Stored data.
◇ ◇ ◇ ◇ ◇

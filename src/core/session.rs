//! Per-user session state
//!
//! Keeps the active tutor mode and a short rolling chat history for every
//! user. State lives in memory only; a restart simply drops everyone back
//! into the default mode with a fresh conversation.

use dashmap::DashMap;

use crate::ai::client::ChatMessage;
use crate::core::config;

/// What the bot does with the user's next message.
#[derive(Debug, Clone, Copy, PartialEq, Eq, Default)]
pub enum TutorMode {
    /// Free-form tutoring questions
    #[default]
    Chat,
    /// Translate incoming text to Uzbek
    Translate,
    /// English conversation practice, replies in English only
    Speak,
}

impl TutorMode {
    /// System prompt that drives the model in this mode.
    pub fn system_prompt(&self) -> &'static str {
        match self {
            TutorMode::Chat => {
                "You are a helpful English tutor. Answer questions clearly in the user's language (Uzbek or English)."
            }
            TutorMode::Translate => "You are a translator. Translate the text to Uzbek clearly and accurately.",
            TutorMode::Speak => {
                "You are an English teacher. Reply only in English. Correct any mistakes briefly and encourage the learner."
            }
        }
    }

    /// Reply-keyboard button for this mode.
    pub fn label(&self) -> &'static str {
        match self {
            TutorMode::Chat => "🧠 Chat AI",
            TutorMode::Translate => "📘 Tarjima",
            TutorMode::Speak => "🗣 Speak English",
        }
    }

    /// Maps a pressed keyboard button back to a mode.
    pub fn from_label(text: &str) -> Option<Self> {
        match text {
            "🧠 Chat AI" => Some(TutorMode::Chat),
            "📘 Tarjima" => Some(TutorMode::Translate),
            "🗣 Speak English" => Some(TutorMode::Speak),
            _ => None,
        }
    }
}

/// Thread-safe store of per-user mode and history, shared across handlers.
#[derive(Debug, Default)]
pub struct SessionStore {
    modes: DashMap<i64, TutorMode>,
    history: DashMap<i64, Vec<ChatMessage>>,
}

impl SessionStore {
    pub fn new() -> Self {
        Self::default()
    }

    /// Active mode for the user, `Chat` until they pick one.
    pub fn mode(&self, user_id: i64) -> TutorMode {
        self.modes.get(&user_id).map(|m| *m).unwrap_or_default()
    }

    /// Switches the mode. A switch starts a fresh conversation.
    pub fn set_mode(&self, user_id: i64, mode: TutorMode) {
        self.modes.insert(user_id, mode);
        self.history.remove(&user_id);
    }

    /// Snapshot of the rolling history, oldest first.
    pub fn history(&self, user_id: i64) -> Vec<ChatMessage> {
        self.history.get(&user_id).map(|h| h.clone()).unwrap_or_default()
    }

    /// Appends one question/answer pair, trimming the oldest pair when the
    /// history runs past the configured window.
    pub fn push_exchange(&self, user_id: i64, question: &str, answer: &str) {
        let mut entry = self.history.entry(user_id).or_default();
        entry.push(ChatMessage::user(question));
        entry.push(ChatMessage::assistant(answer));

        let max = config::ai::HISTORY_MAX_TURNS * 2;
        if entry.len() > max {
            let excess = entry.len() - max;
            entry.drain(..excess);
        }
    }

    pub fn clear_history(&self, user_id: i64) {
        self.history.remove(&user_id);
    }
}

#[cfg(test)]
mod tests {
    use super::*;
    use pretty_assertions::assert_eq;

    #[test]
    fn test_default_mode_is_chat() {
        let store = SessionStore::new();
        assert_eq!(store.mode(42), TutorMode::Chat);
    }

    #[test]
    fn test_set_mode_switches_and_resets_history() {
        let store = SessionStore::new();
        store.push_exchange(42, "hello", "hi there");
        assert_eq!(store.history(42).len(), 2);

        store.set_mode(42, TutorMode::Speak);
        assert_eq!(store.mode(42), TutorMode::Speak);
        assert!(store.history(42).is_empty());
    }

    #[test]
    fn test_history_keeps_only_recent_turns() {
        let store = SessionStore::new();
        for n in 1..=6 {
            store.push_exchange(1, &format!("q{}", n), &format!("a{}", n));
        }

        let history = store.history(1);
        assert_eq!(history.len(), config::ai::HISTORY_MAX_TURNS * 2);

        // Oldest turns were dropped, the window starts at q3
        assert_eq!(history[0].role, "user");
        assert_eq!(history[0].text(), Some("q3"));
        assert_eq!(history.last().unwrap().text(), Some("a6"));
    }

    #[test]
    fn test_histories_are_per_user() {
        let store = SessionStore::new();
        store.push_exchange(1, "salom", "hello");
        assert!(store.history(2).is_empty());

        store.clear_history(1);
        assert!(store.history(1).is_empty());
    }

    #[test]
    fn test_mode_labels_round_trip() {
        for mode in [TutorMode::Chat, TutorMode::Translate, TutorMode::Speak] {
            assert_eq!(TutorMode::from_label(mode.label()), Some(mode));
        }
        assert_eq!(TutorMode::from_label("random text"), None);
    }
}
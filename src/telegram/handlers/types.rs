//! Handler types and shared dependencies

use std::sync::Arc;

use teloxide::types::Message;

use crate::ai::OpenAIClient;
use crate::core::session::SessionStore;
use crate::storage::db::DbPool;

/// Boxed error every dptree endpoint returns.
pub type HandlerError = Box<dyn std::error::Error + Send + Sync + 'static>;

/// Shared state injected into every handler instead of globals.
#[derive(Clone)]
pub struct HandlerDeps {
    pub db_pool: Arc<DbPool>,
    pub sessions: Arc<SessionStore>,
    pub ai: Arc<OpenAIClient>,
    pub bot_username: Option<String>,
}

impl HandlerDeps {
    pub fn new(
        db_pool: Arc<DbPool>,
        sessions: Arc<SessionStore>,
        ai: Arc<OpenAIClient>,
        bot_username: Option<String>,
    ) -> Self {
        Self {
            db_pool,
            sessions,
            ai,
            bot_username,
        }
    }
}

/// Sender identity extracted from a message
#[derive(Clone)]
pub struct UserInfo {
    pub user_id: i64,
    pub username: Option<String>,
    pub first_name: Option<String>,
}

impl UserInfo {
    /// Reads the sender out of a message. Channel posts have no sender,
    /// there the chat id stands in.
    pub fn from_message(msg: &Message) -> Self {
        Self {
            user_id: msg
                .from
                .as_ref()
                .and_then(|u| i64::try_from(u.id.0).ok())
                .unwrap_or(msg.chat.id.0),
            username: msg.from.as_ref().and_then(|u| u.username.clone()),
            first_name: msg.from.as_ref().map(|u| u.first_name.clone()),
        }
    }

    /// Display name for messages about this user
    pub fn display_name(&self) -> &str {
        self.first_name
            .as_deref()
            .or(self.username.as_deref())
            .unwrap_or("Foydalanuvchi")
    }
}
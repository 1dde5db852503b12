//! Dispatcher handlers, split by update kind

pub mod chat;
pub mod commands;
pub mod media;
pub mod payments;
pub mod schema;
pub mod types;
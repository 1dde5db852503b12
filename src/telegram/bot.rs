//! Bot construction and the command menu.

use anyhow::Context;
use reqwest::ClientBuilder;
use teloxide::prelude::*;
use teloxide::utils::command::BotCommands;

use crate::core::config;

/// Every slash command the bot understands. Descriptions are what the
/// Telegram client shows in the command menu.
#[derive(BotCommands, Clone, Debug)]
#[command(rename_rule = "snake_case", description = "Men quyidagilarni qila olaman:")]
pub enum Command {
    #[command(description = "botni ishga tushirish")]
    Start(String),
    #[command(description = "yordam")]
    Help,
    #[command(description = "referal havolangiz")]
    Referal,
    #[command(description = "profil va kunlik limit")]
    Profil,
    #[command(description = "premium sotib olish")]
    Premium,
    #[command(description = "bot statistikasi (faqat admin)")]
    Stats,
    #[command(description = "kunlik limitlarni qayta tiklash (faqat admin)")]
    ResetLimits,
}

/// Builds the Bot with an explicit request timeout. When BOT_API_URL points
/// at a self-hosted Bot API server, all calls go there instead of
/// api.telegram.org.
pub fn create_bot() -> anyhow::Result<Bot> {
    let client = ClientBuilder::new().timeout(config::network::timeout()).build()?;
    let bot = Bot::from_env_with_client(client);

    match std::env::var("BOT_API_URL") {
        Ok(raw) => {
            let url = url::Url::parse(&raw).context("BOT_API_URL is not a valid URL")?;
            log::info!("Using custom Bot API URL: {}", url);
            Ok(bot.set_api_url(url))
        }
        Err(_) => Ok(bot),
    }
}

/// Registers the visible command menu. /stats and /reset_limits are left
/// out on purpose: they answer only to admins.
pub async fn setup_bot_commands(bot: &Bot) -> Result<(), teloxide::RequestError> {
    use teloxide::types::BotCommand;

    bot.set_my_commands(vec![
        BotCommand::new("start", "botni ishga tushirish"),
        BotCommand::new("help", "yordam"),
        BotCommand::new("referal", "referal havolangiz"),
        BotCommand::new("profil", "profil va kunlik limit"),
        BotCommand::new("premium", "premium sotib olish"),
    ])
    .await?;

    Ok(())
}
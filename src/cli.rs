use clap::{Parser, Subcommand};

#[derive(Parser)]
#[command(name = "ustozbot")]
#[command(author, version, about = "Telegram AI English tutor bot with daily quotas and premium entitlements", long_about = None)]
pub struct Cli {
    #[command(subcommand)]
    pub command: Option<Commands>,
}

#[derive(Subcommand)]
pub enum Commands {
    /// Start the bot (this is also what plain `ustozbot` does)
    Run,

    /// Scan for expired premiums once and exit
    Sweep {
        /// Only show what would be expired without actually doing it
        #[arg(long)]
        dry_run: bool,
    },

    /// Reset every user's daily counter to zero
    ResetLimits,

    /// Print user and usage totals
    Stats,
}

impl Cli {
    pub fn parse_args() -> Self {
        Self::parse()
    }
}
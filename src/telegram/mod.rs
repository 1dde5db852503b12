//! Everything that talks to the Bot API.

pub mod bot;
pub mod gate;
pub mod handlers;
pub mod notifications;

pub use bot::{create_bot, setup_bot_commands, Command};
pub use handlers::schema::schema;
pub use handlers::types::{HandlerDeps, HandlerError};
pub use teloxide::Bot;
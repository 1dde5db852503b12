//! Ustozbot - AI English tutor Telegram bot with daily quotas and referrals
//!
//! This library provides all the core functionality for the Ustozbot bot,
//! including the quota and entitlement ledger, the referral program, premium
//! subscriptions paid with Telegram Stars, and the OpenAI-backed tutoring
//! modes (chat, translation, speaking practice).
//!
//! Layout:
//!
//! - `core` - configuration, errors, the entitlement ledger and schedulers
//! - `storage` - SQLite persistence and schema migration
//! - `ai` - OpenAI chat, vision, transcription and speech synthesis
//! - `telegram` - bot wiring, gate, handlers, notifications
//! - `cli` - command line entry points

#![allow(clippy::too_many_arguments)]

pub mod ai;
pub mod cli;
pub mod core;
pub mod storage;
pub mod telegram;

pub use crate::core::{config, AppError, AppResult};
pub use storage::{create_pool, get_connection, DbConnection, DbPool};
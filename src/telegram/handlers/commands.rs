//! Command handlers: /start with referral deep links, info commands and
//! the admin commands.

use chrono::Utc;
use teloxide::prelude::*;
use teloxide::types::{KeyboardButton, KeyboardMarkup, ParseMode};
use teloxide::utils::html;

use super::types::{HandlerDeps, HandlerError, UserInfo};
use crate::core::session::TutorMode;
use crate::core::{config, entitlement};
use crate::storage::db;
use crate::storage::get_connection;
use crate::telegram::gate::ensure_channel_member;
use crate::telegram::notifications::{notify_admin_new_user, notify_referrer_credited};

/// Keyboard button that opens the profile card
pub const PROFILE_BUTTON: &str = "👤 Profil";

/// Keyboard button that shows the referral link
pub const REFERRAL_BUTTON: &str = "🔗 Referal";

/// Main reply keyboard: the three tutor modes plus profile and referral.
pub fn main_keyboard() -> KeyboardMarkup {
    KeyboardMarkup::new(vec![
        vec![
            KeyboardButton::new(TutorMode::Chat.label()),
            KeyboardButton::new(TutorMode::Translate.label()),
        ],
        vec![KeyboardButton::new(TutorMode::Speak.label())],
        vec![KeyboardButton::new(PROFILE_BUTTON), KeyboardButton::new(REFERRAL_BUTTON)],
        vec![KeyboardButton::new("/help")],
    ])
    .resize_keyboard()
}

/// Deep link that credits this user when a friend joins through it.
pub fn referral_link(bot_username: &str, user_id: i64) -> String {
    format!("https://t.me/{}?start={}", bot_username, user_id)
}

/// Handles /start, including the referral payload from deep links.
pub async fn handle_start_command(
    bot: &Bot,
    msg: &Message,
    deps: &HandlerDeps,
    payload: &str,
) -> Result<(), HandlerError> {
    let user = UserInfo::from_message(msg);

    if !ensure_channel_member(bot, msg.chat.id, UserId(user.user_id as u64)).await? {
        return Ok(());
    }

    // The deep-link payload carries the referrer's user id
    let referrer = payload.trim().parse::<i64>().ok();

    // Scope the pooled connection so it is back in the pool before we talk
    // to Telegram
    let (resolved, referrer_notice) = {
        let conn = get_connection(&deps.db_pool)?;
        let resolved = entitlement::resolve_user(&conn, user.user_id, user.username.as_deref(), referrer)?;

        let referrer_notice = match resolved.credited_referrer {
            Some(referrer_id) => db::get_user(&conn, referrer_id)?
                .and_then(|r| {
                    r.premium_until
                        .as_deref()
                        .and_then(entitlement::parse_premium_until)
                        .map(|until| (referrer_id, r.referral_count, until))
                }),
            None => None,
        };
        (resolved, referrer_notice)
    };

    if resolved.created {
        log::info!(
            "🎯 New user {} (@{})",
            user.user_id,
            user.username.as_deref().unwrap_or("-")
        );

        let bot_notify = bot.clone();
        let (user_id, username, first_name) = (user.user_id, user.username.clone(), user.first_name.clone());
        tokio::spawn(async move {
            notify_admin_new_user(&bot_notify, user_id, username.as_deref(), first_name.as_deref()).await;
        });
    }

    if let Some((referrer_id, referral_count, premium_until)) = referrer_notice {
        notify_referrer_credited(bot, referrer_id, user.display_name(), referral_count, premium_until).await;
    }

    // A fresh /start drops the user back into chat mode
    deps.sessions.set_mode(user.user_id, TutorMode::Chat);

    bot.send_message(
        msg.chat.id,
        format!(
            "👋 <b>Salom, {}!</b>\n\n\
             🤖 <b>AI English Learning Bot</b>\n\n\
             🧠 Chat AI — savol-javob\n\
             📘 Tarjima — matn tarjimasi\n\
             🗣 Speak English — gapirib o'rganish\n\
             👤 Profil — limit va premium\n\
             🔗 Referal — do'stlarni taklif qiling\n\n\
             👇 <b>Rejimni tanlang:</b>",
            html::escape(user.display_name())
        ),
    )
    .parse_mode(ParseMode::Html)
    .reply_markup(main_keyboard())
    .await?;

    Ok(())
}

/// Handles /help.
pub async fn handle_help_command(bot: &Bot, msg: &Message) -> Result<(), HandlerError> {
    let user = UserInfo::from_message(msg);
    if !ensure_channel_member(bot, msg.chat.id, UserId(user.user_id as u64)).await? {
        return Ok(());
    }

    bot.send_message(
        msg.chat.id,
        format!(
            "ℹ️ <b>YORDAM</b>\n\n\
             🧠 <b>Chat AI</b> — ingliz tili bo'yicha savol-javob\n\
             📘 <b>Tarjima</b> — matnlarni tarjima qilish\n\
             🗣 <b>Speak English</b> — ovoz yuborib mashq qilish\n\n\
             📸 <b>Rasm</b> yuborsangiz — tarjima qilinadi\n\
             🎤 <b>Ovoz</b> yuborsangiz — tekshiriladi\n\n\
             ━━━━━━━━━━━━━━━━\n\
             💎 <b>PREMIUM OLISH:</b>\n\
             🔗 /referal — har bir do'st uchun {} kun premium\n\
             ⭐ /premium — Telegram Stars bilan {} kun",
            *config::referral::BONUS_DAYS,
            config::premium::PAID_DAYS
        ),
    )
    .parse_mode(ParseMode::Html)
    .await?;

    Ok(())
}

/// Handles /referal and the 🔗 keyboard button.
pub async fn handle_referal_command(bot: &Bot, msg: &Message, deps: &HandlerDeps) -> Result<(), HandlerError> {
    let user = UserInfo::from_message(msg);
    if !ensure_channel_member(bot, msg.chat.id, UserId(user.user_id as u64)).await? {
        return Ok(());
    }

    let record = {
        let conn = get_connection(&deps.db_pool)?;
        entitlement::resolve_user(&conn, user.user_id, user.username.as_deref(), None)?.user
    };

    let status = if entitlement::is_entitled(record.premium_until.as_deref(), Utc::now()) {
        "💎 PREMIUM"
    } else {
        "🆓 FREE"
    };
    let link = referral_link(deps.bot_username.as_deref().unwrap_or_default(), user.user_id);

    bot.send_message(
        msg.chat.id,
        format!(
            "🔗 <b>REFERAL DASTURI</b>\n\n\
             📊 Sizning referallaringiz: <b>{}</b>\n\
             🎁 Har bir do'st = <b>{} kun PREMIUM</b>\n\
             📌 Status: {}\n\n\
             ━━━━━━━━━━━━━━━━\n\
             📨 <b>Sizning havolangiz:</b>\n\
             <code>{}</code>\n\n\
             ☝️ Bu havolani do'stlaringizga yuboring!",
            record.referral_count,
            *config::referral::BONUS_DAYS,
            status,
            link
        ),
    )
    .parse_mode(ParseMode::Html)
    .await?;

    Ok(())
}

/// Handles /profil and the 👤 keyboard button.
pub async fn handle_profil_command(bot: &Bot, msg: &Message, deps: &HandlerDeps) -> Result<(), HandlerError> {
    let user = UserInfo::from_message(msg);
    if !ensure_channel_member(bot, msg.chat.id, UserId(user.user_id as u64)).await? {
        return Ok(());
    }

    let record = {
        let conn = get_connection(&deps.db_pool)?;
        entitlement::resolve_user(&conn, user.user_id, user.username.as_deref(), None)?;
        // Roll the day over so the card shows fresh numbers
        entitlement::check_and_reset(&conn, user.user_id)?;
        db::get_user(&conn, user.user_id)?
            .ok_or_else(|| format!("user {} vanished from the ledger", user.user_id))?
    };

    let limit = *config::quota::FREE_DAILY_LIMIT;
    let (status_text, limit_text) = match record
        .premium_until
        .as_deref()
        .and_then(entitlement::parse_premium_until)
        .filter(|until| *until > Utc::now())
    {
        Some(until) => (
            format!("💎 <b>PREMIUM</b> ({} gacha)", until.format("%d.%m.%Y")),
            "♾ <b>CHEKSIZ</b>".to_string(),
        ),
        None => {
            let remaining = (limit - record.daily_used).max(0);
            ("🆓 FREE".to_string(), format!("📊 <b>{}/{}</b>", remaining, limit))
        }
    };

    bot.send_message(
        msg.chat.id,
        format!(
            "👤 <b>SIZNING PROFILINGIZ</b>\n\n\
             🆔 ID: <code>{}</code>\n\
             📌 Status: {}\n\
             📱 Kunlik limit: {}\n\
             🔗 Referallar: <b>{}</b>\n\n\
             ━━━━━━━━━━━━━━━━\n\
             💡 <b>PREMIUM OLISH:</b>\n\
             🔗 /referal — do'stlarni taklif qiling\n\
             💎 /premium — premium sotib oling",
            user.user_id, status_text, limit_text, record.referral_count
        ),
    )
    .parse_mode(ParseMode::Html)
    .await?;

    Ok(())
}

/// Handles /stats (admin only).
pub async fn handle_stats_command(bot: &Bot, msg: &Message, deps: &HandlerDeps) -> Result<(), HandlerError> {
    let user = UserInfo::from_message(msg);
    if !config::admin::is_admin(user.user_id) {
        bot.send_message(msg.chat.id, "⛔ Bu buyruq faqat admin uchun.").await?;
        return Ok(());
    }

    let (total, premium, today_used) = {
        let conn = get_connection(&deps.db_pool)?;
        let now = entitlement::format_premium_until(Utc::now());
        (
            db::count_users(&conn)?,
            db::count_premium_users(&conn, &now)?,
            db::sum_daily_used(&conn, &entitlement::today_local())?,
        )
    };

    bot.send_message(
        msg.chat.id,
        format!(
            "📊 <b>BOT STATISTIKASI</b>\n\n\
             👥 Jami foydalanuvchilar: <b>{}</b>\n\
             💎 Faol premium: <b>{}</b>\n\
             📨 Bugungi so'rovlar: <b>{}</b>",
            total, premium, today_used
        ),
    )
    .parse_mode(ParseMode::Html)
    .await?;

    Ok(())
}

/// Handles /reset_limits (admin only): manual counter reset for everyone.
pub async fn handle_reset_limits_command(bot: &Bot, msg: &Message, deps: &HandlerDeps) -> Result<(), HandlerError> {
    let user = UserInfo::from_message(msg);
    if !config::admin::is_admin(user.user_id) {
        bot.send_message(msg.chat.id, "⛔ Bu buyruq faqat admin uchun.").await?;
        return Ok(());
    }

    let count = {
        let conn = get_connection(&deps.db_pool)?;
        db::reset_all_daily_counters(&conn, &entitlement::today_local())?
    };

    log::info!("✅ Admin {} reset daily limits for {} users", user.user_id, count);
    bot.send_message(
        msg.chat.id,
        "✅ Barcha foydalanuvchilar uchun kunlik limitlar qayta tiklandi.",
    )
    .await?;

    Ok(())
}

◇ ◇ ◇ ◇ ◇

What you are asked to do. Please show, exactly as written, every line above that contains the word "points".

Exercise result.
/// Builds the Bot with an explicit request timeout. When BOT_API_URL points
//! - `cli` - command line entry points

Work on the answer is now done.